The drying rate is also affected by the rice grain variety, influenced by the kernel dimensions and/or composition [2].
3. Impact of operating conditions on the efficiency of rice drying
As seen in the previous section, there are numerous variables that affect the drying rate and the HRY, among which are the operating (drying air) conditions. The operating conditions needed to increase the drying rate are usually opposite to those needed to improve the HRY.
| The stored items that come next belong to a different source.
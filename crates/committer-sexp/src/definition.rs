//! Typed view over a top-level package definition.

use serde::Serialize;

use crate::lookup::TopLevelForm;
use crate::reader::Sexp;

/// The value of a tracked list-valued field.
///
/// # Examples
///
/// ```
/// use committer_sexp::definition::FieldValue;
///
/// assert!(FieldValue::Absent.entries().is_empty());
/// let value = FieldValue::Entries(vec!["zlib".into()]);
/// assert_eq!(value.entries(), ["zlib".to_string()]);
/// ```
#[derive(Debug, Clone, PartialEq, Eq, Serialize)]
#[serde(tag = "kind", content = "value", rename_all = "camelCase")]
pub enum FieldValue {
    /// The field does not occur in the definition.
    Absent,
    /// A recognised list shape, reduced to entry names.
    Entries(Vec<String>),
    /// The field occurs but its value has an unrecognised shape.
    Opaque(String),
}

impl FieldValue {
    /// Entry names used for comparison. An absent field has no entries; an
    /// opaque value counts as one entry holding its printed form.
    pub fn entries(&self) -> Vec<String> {
        match self {
            FieldValue::Absent => Vec::new(),
            FieldValue::Entries(entries) => entries.clone(),
            FieldValue::Opaque(text) => vec![text.clone()],
        }
    }

    fn from_sexp(value: &Sexp) -> Self {
        let Sexp::List(items) = value else {
            return FieldValue::Opaque(value.to_string());
        };
        match items.as_slice() {
            [] => FieldValue::Entries(Vec::new()),
            [Sexp::Symbol(head), rest @ ..] if head == "list" => {
                FieldValue::Entries(rest.iter().map(entry_name).collect())
            }
            [Sexp::Symbol(head), Sexp::List(inner)] if head == "quasiquote" || head == "quote" => {
                FieldValue::Entries(inner.iter().map(labeled_entry).collect())
            }
            _ => FieldValue::Opaque(value.to_string()),
        }
    }
}

/// A tracked field and its value.
#[derive(Debug, Clone, PartialEq, Eq, Serialize)]
pub struct TrackedField {
    /// Field name, e.g. `native-inputs`.
    pub name: String,
    /// What the definition holds for it.
    pub value: FieldValue,
}

/// A top-level definition with the accessors commit messages need.
///
/// # Examples
///
/// ```
/// use committer_sexp::definition::{Definition, FieldValue};
/// use committer_sexp::lookup::surrounding_form;
///
/// let src = "(define-public foo\n  (package\n    (version \"1.2\")\n    (inputs (list zlib))))\n";
/// let form = surrounding_form(src, 3).unwrap().unwrap();
/// let def = Definition::from_form(form, "version", &["inputs".to_string()]);
/// assert_eq!(def.name.as_deref(), Some("foo"));
/// assert_eq!(def.version.as_deref(), Some("1.2"));
/// assert_eq!(def.field("inputs"), &FieldValue::Entries(vec!["zlib".into()]));
/// ```
#[derive(Debug, Clone, PartialEq, Eq, Serialize)]
#[serde(rename_all = "camelCase")]
pub struct Definition {
    /// The defined variable name.
    pub name: Option<String>,
    /// Version string, from the first `(version X)` found depth-first.
    pub version: Option<String>,
    /// Tracked list-valued fields, in configuration order.
    pub fields: Vec<TrackedField>,
    /// First line of the form.
    pub start_line: usize,
    /// Last line of the form.
    pub end_line: usize,
    #[serde(skip)]
    form: Sexp,
}

static ABSENT: FieldValue = FieldValue::Absent;

impl Definition {
    /// Build the typed view of `form`.
    pub fn from_form(form: TopLevelForm, version_field: &str, tracked_fields: &[String]) -> Self {
        let TopLevelForm {
            start_line,
            end_line,
            sexp,
        } = form;
        let name = definition_name(&sexp);
        let version = find_field(&sexp, version_field).map(atom_text);
        let fields = tracked_fields
            .iter()
            .map(|field| TrackedField {
                name: field.clone(),
                value: find_field(&sexp, field)
                    .map(FieldValue::from_sexp)
                    .unwrap_or(FieldValue::Absent),
            })
            .collect();
        Self {
            name,
            version,
            fields,
            start_line,
            end_line,
            form: sexp,
        }
    }

    /// The value of a tracked field; untracked fields read as absent.
    pub fn field(&self, name: &str) -> &FieldValue {
        self.fields
            .iter()
            .find(|f| f.name == name)
            .map(|f| &f.value)
            .unwrap_or(&ABSENT)
    }

    /// Whether both definitions are the same form, structurally.
    pub fn same_form(&self, other: &Definition) -> bool {
        self.form == other.form
    }

    /// The underlying form.
    pub fn form(&self) -> &Sexp {
        &self.form
    }
}

fn definition_name(form: &Sexp) -> Option<String> {
    let Sexp::List(items) = form else {
        return None;
    };
    match items.get(1)? {
        Sexp::Symbol(name) => Some(name.clone()),
        // (define (proc args ...) ...)
        Sexp::List(signature) => signature.first()?.as_symbol().map(str::to_string),
        _ => None,
    }
}

/// Depth-first, pre-order search for a `(field value ...)` sub-form.
fn find_field<'a>(sexp: &'a Sexp, field: &str) -> Option<&'a Sexp> {
    let (Sexp::List(items) | Sexp::Vector(items)) = sexp else {
        return None;
    };
    if let [Sexp::Symbol(head), value, ..] = items.as_slice() {
        if head == field && matches!(sexp, Sexp::List(_)) {
            return Some(value);
        }
    }
    items.iter().find_map(|item| find_field(item, field))
}

fn atom_text(value: &Sexp) -> String {
    match value {
        Sexp::Str(s) | Sexp::Symbol(s) => s.clone(),
        other => other.to_string(),
    }
}

fn entry_name(entry: &Sexp) -> String {
    match entry {
        Sexp::Symbol(s) | Sexp::Str(s) => s.clone(),
        Sexp::List(items) => match items.as_slice() {
            [Sexp::Symbol(head), inner] if head == "unquote" => entry_name(inner),
            _ => entry.to_string(),
        },
        Sexp::Vector(_) => entry.to_string(),
    }
}

/// Old-style `("label" ,package)` entries are named after the package.
fn labeled_entry(entry: &Sexp) -> String {
    match entry {
        Sexp::List(items) => match items.as_slice() {
            [Sexp::Str(_), package, ..] => entry_name(package),
            _ => entry_name(entry),
        },
        _ => entry_name(entry),
    }
}
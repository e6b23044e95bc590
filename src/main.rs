//! Stack Drop entry point
//!
//! Handles platform-specific initialization and runs the game loop.

#[cfg(target_arch = "wasm32")]
use wasm_bindgen::prelude::*;

#[cfg(target_arch = "wasm32")]
mod wasm_game {
    use std::cell::RefCell;
    use std::rc::Rc;

    use wasm_bindgen::prelude::*;
    use web_sys::{HtmlCanvasElement, KeyboardEvent, TouchEvent};

    use stack_drop::HighScores;
    use stack_drop::consts::*;
    use stack_drop::renderer::CanvasRenderer;
    use stack_drop::sim::{GameState, Mode, Scene, TickInput, scene, tick};

    /// Game instance holding all state
    struct Game {
        state: GameState,
        input: TickInput,
        renderer: CanvasRenderer,
        highscores: HighScores,
        /// Pending frame-callback handle; None while the loop is stopped
        raf_id: Option<i32>,
        score_recorded: bool,
    }

    impl Game {
        fn new(seed: u64, renderer: CanvasRenderer) -> Self {
            Self {
                state: GameState::new(seed),
                input: TickInput::default(),
                renderer,
                highscores: HighScores::load(),
                raf_id: None,
                score_recorded: false,
            }
        }

        /// Run one tick and redraw. One-shot inputs are cleared by the take.
        fn frame(&mut self) {
            let input = std::mem::take(&mut self.input);
            tick(&mut self.state, &input);

            let scene = scene(&self.state);
            self.renderer.draw(&scene);
            self.update_hud(&scene);

            if self.state.mode == Mode::GameOver && !self.score_recorded {
                self.score_recorded = true;
                if self
                    .highscores
                    .add_score(scene.score, js_sys::Date::now())
                    .is_some()
                {
                    self.highscores.save();
                }
            }
        }

        /// Mirror score and session state into the DOM
        fn update_hud(&self, scene: &Scene) {
            let Some(document) = web_sys::window().and_then(|w| w.document()) else {
                return;
            };

            if let Some(el) = document.get_element_by_id("score") {
                el.set_text_content(Some(&scene.score.to_string()));
            }

            if let Some(el) = document.get_element_by_id("best") {
                let best = self.highscores.top_score().unwrap_or(0).max(scene.score);
                el.set_text_content(Some(&best.to_string()));
            }

            if let Some(el) = document.get_element_by_id("game-over") {
                let class = if self.state.mode == Mode::GameOver {
                    ""
                } else {
                    "hidden"
                };
                let _ = el.set_attribute("class", class);
            }
        }

        /// Reset game state for a new session
        fn restart(&mut self, seed: u64) {
            self.state.reset(seed);
            self.input = TickInput::default();
            self.score_recorded = false;
        }
    }

    type FrameClosure = Closure<dyn FnMut(f64)>;

    /// Frame scheduler with idempotent, leak-free cancellation: one
    /// persistent closure, at most one pending callback at a time.
    #[derive(Clone)]
    struct GameLoop {
        game: Rc<RefCell<Game>>,
        frame_cb: Rc<RefCell<Option<FrameClosure>>>,
    }

    impl GameLoop {
        fn new(game: Rc<RefCell<Game>>) -> Self {
            Self {
                game,
                frame_cb: Rc::new(RefCell::new(None)),
            }
        }

        /// Begin scheduling frames. A no-op while already running.
        fn start(&self) {
            if self.game.borrow().raf_id.is_some() {
                return;
            }
            if self.frame_cb.borrow().is_none() {
                let this = self.clone();
                let closure = Closure::new(move |_time: f64| {
                    let mut game = this.game.borrow_mut();
                    if game.raf_id.is_none() {
                        // Canceled after this callback was already queued
                        return;
                    }
                    game.frame();
                    game.raf_id = this.schedule();
                });
                *self.frame_cb.borrow_mut() = Some(closure);
            }
            let id = self.schedule();
            self.game.borrow_mut().raf_id = id;
        }

        /// Cancel the pending frame, if any. Safe to call repeatedly.
        fn stop(&self) {
            if let Some(id) = self.game.borrow_mut().raf_id.take() {
                if let Some(window) = web_sys::window() {
                    let _ = window.cancel_animation_frame(id);
                }
            }
        }

        fn schedule(&self) -> Option<i32> {
            let window = web_sys::window()?;
            let cb = self.frame_cb.borrow();
            let closure = cb.as_ref()?;
            window
                .request_animation_frame(closure.as_ref().unchecked_ref())
                .ok()
        }
    }

    pub fn run() {
        console_error_panic_hook::set_once();
        console_log::init_with_level(log::Level::Info).expect("Failed to init logger");

        log::info!("Stack Drop starting...");

        let window = web_sys::window().expect("no window");
        let document = window.document().expect("no document");

        let canvas: HtmlCanvasElement = document
            .get_element_by_id("canvas")
            .expect("no canvas")
            .dyn_into()
            .expect("not a canvas");
        canvas.set_width(PLAYFIELD_WIDTH as u32);
        canvas.set_height(VIEW_HEIGHT as u32);

        let renderer = CanvasRenderer::new(&canvas).expect("Failed to get 2d context");

        let seed = js_sys::Date::now() as u64;
        let game = Rc::new(RefCell::new(Game::new(seed, renderer)));
        log::info!("Game initialized with seed: {seed}");

        let game_loop = GameLoop::new(game.clone());

        setup_input_handlers(&canvas, game.clone());
        setup_restart_button(game);
        setup_auto_stop(game_loop.clone());

        game_loop.start();

        log::info!("Stack Drop running!");
    }

    fn setup_input_handlers(canvas: &HtmlCanvasElement, game: Rc<RefCell<Game>>) {
        // Keyboard: space drops, R restarts
        {
            let game = game.clone();
            let window = web_sys::window().unwrap();
            let closure = Closure::<dyn FnMut(_)>::new(move |event: KeyboardEvent| {
                let mut g = game.borrow_mut();
                match event.key().as_str() {
                    " " => g.input.drop = true,
                    "r" | "R" => {
                        let seed = js_sys::Date::now() as u64;
                        g.restart(seed);
                    }
                    _ => {}
                }
            });
            let _ = window
                .add_event_listener_with_callback("keydown", closure.as_ref().unchecked_ref());
            closure.forget();
        }

        // Touch: tap drops
        {
            let closure = Closure::<dyn FnMut(_)>::new(move |event: TouchEvent| {
                event.prevent_default();
                game.borrow_mut().input.drop = true;
            });
            let _ = canvas
                .add_event_listener_with_callback("touchstart", closure.as_ref().unchecked_ref());
            closure.forget();
        }
    }

    fn setup_restart_button(game: Rc<RefCell<Game>>) {
        let document = web_sys::window().unwrap().document().unwrap();

        if let Some(btn) = document.get_element_by_id("restart-btn") {
            let closure = Closure::<dyn FnMut(_)>::new(move |_event: web_sys::Event| {
                let seed = js_sys::Date::now() as u64;
                game.borrow_mut().restart(seed);
                log::info!("Game restarted with seed: {seed}");
            });
            let _ = btn.add_event_listener_with_callback("click", closure.as_ref().unchecked_ref());
            closure.forget();
        }
    }

    /// Stop ticking while the page cannot be seen; resume when it can.
    /// Both directions are idempotent, so repeated events are harmless.
    fn setup_auto_stop(game_loop: GameLoop) {
        let window = web_sys::window().unwrap();
        let document = window.document().unwrap();

        // Tab switch / minimize
        {
            let game_loop = game_loop.clone();
            let document_clone = document.clone();
            let closure = Closure::<dyn FnMut(_)>::new(move |_event: web_sys::Event| {
                if document_clone.visibility_state() == web_sys::VisibilityState::Hidden {
                    game_loop.stop();
                    log::info!("Loop stopped (tab hidden)");
                } else {
                    game_loop.start();
                }
            });
            let _ = document.add_event_listener_with_callback(
                "visibilitychange",
                closure.as_ref().unchecked_ref(),
            );
            closure.forget();
        }

        // Window blur/focus
        {
            let game_loop = game_loop.clone();
            let closure = Closure::<dyn FnMut(_)>::new(move |_event: web_sys::FocusEvent| {
                game_loop.stop();
            });
            let _ =
                window.add_event_listener_with_callback("blur", closure.as_ref().unchecked_ref());
            closure.forget();
        }
        {
            let closure = Closure::<dyn FnMut(_)>::new(move |_event: web_sys::FocusEvent| {
                game_loop.start();
            });
            let _ =
                window.add_event_listener_with_callback("focus", closure.as_ref().unchecked_ref());
            closure.forget();
        }
    }
}

#[cfg(target_arch = "wasm32")]
#[wasm_bindgen(start)]
pub fn wasm_main() {
    wasm_game::run();
}

#[cfg(not(target_arch = "wasm32"))]
fn main() {
    env_logger::init();
    log::info!("Stack Drop (native) starting...");
    log::info!("Native mode is headless - run with `trunk serve` for the web version");

    println!("\nRunning headless session...");
    demo_session();
}

#[cfg(target_arch = "wasm32")]
fn main() {
    // WASM entry point is wasm_main, this is just to satisfy the compiler
}

#[cfg(not(target_arch = "wasm32"))]
fn demo_session() {
    use stack_drop::sim::{GameState, Mode, TickInput, tick};

    let mut state = GameState::new(7);
    let idle = TickInput::default();

    // Bounce from the left wall until the box lines up with the base
    for _ in 0..30 {
        tick(&mut state, &idle);
    }
    tick(&mut state, &TickInput { drop: true });
    while state.mode == Mode::Fall {
        tick(&mut state, &idle);
    }

    assert_eq!(state.score, 1, "aligned drop should stack");
    println!("✓ Stacked one box (score {})", state.score);
}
The aim of the present section is to study the impact of the operating conditions on the milling quality and drying duration of a South American long-grain rice variety (Uy2) at different stages of the drying process. To this purpose, a thin-layer lab-scale dryer was used to dry rice under different controlled drying air conditions. The drying process at each condition was modeled using Page’s equation.
3.1 Materials and methods
3.1.1 Rice sample
Rice of the Uruguayan variety Uy2 was collected from a single producer in the south-east region of Uruguay. The MC was determined by gravimetry [23]. The harvest MC of the paddy lot was 20.5 ± 1.0%. The sample was homogenized and stored in a refrigerating chamber at 4.3 ± 1.8°C until use. Before each experiment, the amount needed was removed from the chamber and left in sealed bags at room temperature for at least two hours.
3.1.2 Experimental procedure
Drying runs of long-grain rice Uy2 at different MC levels and using different drying air conditions (temperature and relative humidity) were performed. The drying air velocity was set at 0.4 m/s for all runs and the air T and RH were constant during each run.
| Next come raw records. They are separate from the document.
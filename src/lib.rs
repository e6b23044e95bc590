//! Stack Drop - a "stack the falling box" arcade game
//!
//! Core modules:
//! - `sim`: Deterministic simulation (mode machine, physics, landing resolution)
//! - `renderer`: Canvas-2D rectangle rendering (wasm32 only)
//! - `highscores`: Best-score table persisted to LocalStorage

pub mod highscores;
#[cfg(target_arch = "wasm32")]
pub mod renderer;
pub mod sim;

pub use highscores::HighScores;

/// Game configuration constants
pub mod consts {
    /// Playfield width in logical units (also the canvas width)
    pub const PLAYFIELD_WIDTH: f32 = 320.0;
    /// Visible viewport height (canvas height)
    pub const VIEW_HEIGHT: f32 = 500.0;

    /// Height of every box in the stack
    pub const BOX_HEIGHT: f32 = 50.0;
    /// Width of the base box (and therefore the widest possible box)
    pub const INITIAL_BOX_WIDTH: f32 = 200.0;
    /// Logical height of the base box above the ground
    pub const BASE_BOX_Y: f32 = 200.0;

    /// Screen-space baseline: `screen_y = SCREEN_BASE_Y - logical_y + camera_y`
    pub const SCREEN_BASE_Y: f32 = 600.0;

    /// Starting horizontal bounce speed (units per tick)
    pub const INITIAL_X_SPEED: f32 = 2.0;
    /// Vertical fall speed (units per tick)
    pub const INITIAL_Y_SPEED: f32 = 5.0;

    /// New boxes spawn this many rows above their stack index
    pub const SPAWN_ROW_OFFSET: usize = 10;
}
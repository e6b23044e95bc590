//! Per-frame simulation tick
//!
//! The host scheduler calls [`tick`] exactly once per rendered frame. Each
//! tick dispatches on the current [`Mode`], mutates the [`GameState`], and
//! returns; rendering reads the resulting state through [`super::view`].

use super::landing::{LandingOutcome, resolve_landing};
use super::state::{GameState, Mode};
use crate::consts::*;

/// Input latched for a single tick
///
/// `drop` is a one-shot flag: the shell sets it on key/touch press and
/// clears it after the tick. It is consumed only while bouncing, so repeat
/// presses during a fall are no-ops.
#[derive(Debug, Clone, Default)]
pub struct TickInput {
    /// Drop the bouncing box (space / tap)
    pub drop: bool,
}

/// Advance the game state by one frame.
///
/// A no-op once the mode is `GameOver`, so a driver that fails to cancel
/// its frame callback cannot corrupt a finished session.
pub fn tick(state: &mut GameState, input: &TickInput) {
    if state.mode == Mode::GameOver {
        return;
    }

    if input.drop && state.mode == Mode::Bounce {
        state.mode = Mode::Fall;
    }

    match state.mode {
        Mode::Bounce => bounce_step(state),
        Mode::Fall => fall_step(state),
        Mode::GameOver => {}
    }

    camera_step(state);
}

/// Slide the current box horizontally, reflecting off the playfield walls.
///
/// The reflection only negates the speed for the next tick; the overshoot
/// itself is not clamped, so a box may sit briefly past a wall.
fn bounce_step(state: &mut GameState) {
    let x_speed = state.x_speed;
    let current = &mut state.boxes[state.current];
    current.x += x_speed;

    let hit_right = current.right() > PLAYFIELD_WIDTH;
    let hit_left = current.x < 0.0;
    if hit_right || hit_left {
        state.x_speed = -x_speed;
    }
}

/// Descend toward the stack top and resolve the landing when the box
/// reaches it.
///
/// Landing triggers when the box's bottom edge crosses or reaches the
/// previous box's top surface; the position is clamped to the plane so the
/// resolved geometry sits exactly on the stack even if the fall speed does
/// not divide the gap.
fn fall_step(state: &mut GameState) {
    let plane = state.previous_box().top();
    let y_speed = state.y_speed;
    let current = &mut state.boxes[state.current];

    current.y -= y_speed;
    if current.y <= plane {
        current.y = plane;
        land(state);
    }
}

/// Apply the landing side effects: trim or end the run.
fn land(state: &mut GameState) {
    match resolve_landing(state.current_box(), state.previous_box()) {
        LandingOutcome::Miss => {
            state.mode = Mode::GameOver;
            log::info!("game over at score {}", state.score);
        }
        LandingOutcome::Stacked { x, width, debris } => {
            let current = &mut state.boxes[state.current];
            current.x = x;
            current.width = width;
            state.debris = debris;

            state.x_speed += state.x_speed.signum();
            state.score = state.current as u32;
            state.current += 1;
            state.scroll_counter = BOX_HEIGHT;
            state.mode = Mode::Bounce;
            state.spawn_box();

            log::debug!(
                "stacked box {} (width {width}, speed {})",
                state.score,
                state.x_speed
            );
        }
    }
}

/// Pay down the scroll owed by the last landing, one unit per tick.
fn camera_step(state: &mut GameState) {
    if state.scroll_counter > 0.0 {
        state.camera_y += 1.0;
        state.scroll_counter -= 1.0;
    }
}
Table 1 shows the experimental design. Runs were carried out at different temperatures, below and above the Tg, and two RH were tested at each T. The RH was chosen to have the same EMC values (7% and 10%) at all the air T levels, meaning that the grain surface MC was also the same (since the grain surface MC equals the EMC soon after the drying begins). The RHs for each combination of EMC and air T were calculated using the modified Chung-Pfost equation for long grains [24]. For some runs, the air conditions set could not be reached (due to limitations of the drying system). In those cases, the runs were set at the closest condition possible (see Table 1). At the air T of 47°C, a greater variation of the milling quality was observed between the two EMC conditions (compared to other air temperatures). Therefore, two extra runs at two different RHs (corresponding to EMC of 8% and 12%) were added.
T (°C)
RH (%)
EMC (%)
35
25
7.4
35
50
10.0
47
27
7.0
47
42
8.5
47
57
10.0
47
70
12.0
55
30
7.0
55
60
10.0
65
31
6.5
65
45
8.6
Table 1.
Experimental design.
T, Air temperature (°C); RH, Relative humidity (%); EMC, Equilibrium moisture content.
For each drying condition, rice was dried to a final MC of 17 ± 0.7%, 15 ± 0.7% and 13 ± 0.7%. This allowed the study of the impact of the drying conditions on the milling quality at each MC range.
The rice samples reached the drying air temperature within the first 2–3 minutes of run in all cases. Therefore, the grain temperature was considered equivalent to the drying air temperature.
3.1.3 Drying system
Rice was dried in a laboratory drying equipment, especially designed and built for this purpose (Urumáquinas, Uruguay). It allowed controlling the drying air conditions including T, RH, and velocity with a precision of ±0.6°C, ±2.6%, and ±0.02 m/s, respectively. The equipment also monitored the weight loss and grain temperature of the sample during drying. Figure 3 shows a schematic of the drying system used.
Figure 3.
Schematic of the drying equipment. 1-air entrance, 2-blower; 3-condenser, 4-resistors, 5-vapor injector, 6-velocity sensor, 7-air temperature and relative humidity sensor, 8-drying chamber, 9-load cell, and 10-PLC.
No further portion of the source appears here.